> [DIRECTIONS]:
Each line below with the word "BTreeSet" needs to be copied.

> [PROVIDED DATA]:
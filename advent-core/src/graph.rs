//! Directed adjacency view over the valid rooms of a room file.

use log::debug;
use serde::{Deserialize, Serialize};
use std::collections::{BTreeMap, BTreeSet, VecDeque};

use crate::exits::{Direction, Exit, Exits};
use crate::room::RoomRecord;

/// A directed exit `from --direction--> to`.
#[derive(Debug, Clone, Copy, PartialEq, Eq, PartialOrd, Ord, Serialize, Deserialize)]
pub struct Link {
    pub from: u16,
    pub direction: Direction,
    pub to: u16,
}

/// A valid room plus the exits it had before any repair.
#[derive(Debug, Clone, PartialEq, Eq)]
pub struct DungeonRoom {
    pub record: RoomRecord,
    original: Exits,
}

impl DungeonRoom {
    fn new(record: RoomRecord) -> Self {
        let original = record.exits.as_original();
        Self { record, original }
    }

    #[must_use]
    pub const fn number(&self) -> u16 {
        self.record.number
    }

    #[must_use]
    pub const fn exits(&self) -> &Exits {
        &self.record.exits
    }

    /// Exits as loaded, including any later overwritten by the repairer.
    #[must_use]
    pub const fn original_exits(&self) -> &Exits {
        &self.original
    }

    pub fn reconstructed_exits(&self) -> impl Iterator<Item = (Direction, Exit)> + '_ {
        self.record.exits.iter().filter(|(_, exit)| exit.synthesized)
    }
}

#[derive(Debug, Clone, Default, PartialEq, Eq)]
pub struct DungeonGraph {
    rooms: BTreeMap<u16, DungeonRoom>,
}

impl DungeonGraph {
    /// Build a graph from decoded records; invalid records are left out.
    #[must_use]
    pub fn from_records<I>(records: I) -> Self
    where
        I: IntoIterator<Item = RoomRecord>,
    {
        let mut skipped = 0usize;
        let mut rooms = BTreeMap::new();
        for record in records {
            if record.valid && record.number > 0 {
                rooms.insert(record.number, DungeonRoom::new(record));
            } else {
                skipped += 1;
            }
        }
        debug!("graph built from {} valid rooms, {skipped} skipped", rooms.len());
        Self { rooms }
    }

    #[must_use]
    pub fn len(&self) -> usize {
        self.rooms.len()
    }

    #[must_use]
    pub fn is_empty(&self) -> bool {
        self.rooms.is_empty()
    }

    #[must_use]
    pub fn contains(&self, room: u16) -> bool {
        self.rooms.contains_key(&room)
    }

    #[must_use]
    pub fn room(&self, room: u16) -> Option<&DungeonRoom> {
        self.rooms.get(&room)
    }

    pub fn rooms(&self) -> impl Iterator<Item = &DungeonRoom> + '_ {
        self.rooms.values()
    }

    pub fn room_numbers(&self) -> impl Iterator<Item = u16> + '_ {
        self.rooms.keys().copied()
    }

    /// Every exit with a non-zero destination, valid or not, in room then
    /// slot order.
    #[must_use]
    pub fn links(&self) -> Vec<Link> {
        self.rooms
            .values()
            .flat_map(|room| {
                room.exits()
                    .iter()
                    .filter(|(_, exit)| !exit.is_terminal())
                    .map(move |(direction, exit)| Link {
                        from: room.number(),
                        direction,
                        to: exit.destination,
                    })
            })
            .collect()
    }

    /// Exits of `room` that lead to another valid room.
    pub fn useful_exits(&self, room: u16) -> impl Iterator<Item = (Direction, u16)> + '_ {
        self.rooms
            .get(&room)
            .into_iter()
            .flat_map(|r| r.exits().iter())
            .filter(|(_, exit)| !exit.is_terminal() && self.contains(exit.destination))
            .map(|(direction, exit)| (direction, exit.destination))
    }

    /// Breadth-first search from `start`. Empty when `start` is not a room.
    #[must_use]
    pub fn reachable_from(&self, start: u16) -> BTreeSet<u16> {
        let mut reachable = BTreeSet::new();
        self.extend_reachable(&mut reachable, start);
        reachable
    }

    /// Grow `reachable` with everything reachable from `start`, returning the
    /// rooms that were added in visit order.
    pub fn extend_reachable(&self, reachable: &mut BTreeSet<u16>, start: u16) -> Vec<u16> {
        let mut added = Vec::new();
        if !self.contains(start) || !reachable.insert(start) {
            return added;
        }
        added.push(start);
        let mut queue = VecDeque::from([start]);
        while let Some(current) = queue.pop_front() {
            for (_, next) in self.useful_exits(current) {
                if reachable.insert(next) {
                    added.push(next);
                    queue.push_back(next);
                }
            }
        }
        added
    }

    /// Weakly connected components, each sorted, ordered by lowest room.
    #[must_use]
    pub fn clusters(&self) -> Vec<Vec<u16>> {
        let mut neighbours: BTreeMap<u16, Vec<u16>> = BTreeMap::new();
        for room in self.room_numbers() {
            for (_, next) in self.useful_exits(room) {
                neighbours.entry(room).or_default().push(next);
                neighbours.entry(next).or_default().push(room);
            }
        }

        let mut seen = BTreeSet::new();
        let mut clusters = Vec::new();
        for room in self.room_numbers() {
            if !seen.insert(room) {
                continue;
            }
            let mut cluster = vec![room];
            let mut queue = VecDeque::from([room]);
            while let Some(current) = queue.pop_front() {
                for &next in neighbours.get(&current).into_iter().flatten() {
                    if seen.insert(next) {
                        cluster.push(next);
                        queue.push_back(next);
                    }
                }
            }
            cluster.sort_unstable();
            clusters.push(cluster);
        }
        clusters
    }

    /// Write a synthesized exit. Returns false when `room` is not in the graph.
    ///
    /// No occupancy check is made here; the repairer decides which slots may
    /// be written.
    pub fn add_exit(&mut self, room: u16, direction: Direction, destination: u16) -> bool {
        let Some(entry) = self.rooms.get_mut(&room) else {
            return false;
        };
        entry
            .record
            .exits
            .set(direction, Exit::synthesized(destination));
        true
    }
}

> [EXERCISE SOLUTION]:
use std::collections::{BTreeMap, BTreeSet, VecDeque};
    pub fn reachable_from(&self, start: u16) -> BTreeSet<u16> {
        let mut reachable = BTreeSet::new();
    pub fn extend_reachable(&self, reachable: &mut BTreeSet<u16>, start: u16) -> Vec<u16> {
        let mut seen = BTreeSet::new();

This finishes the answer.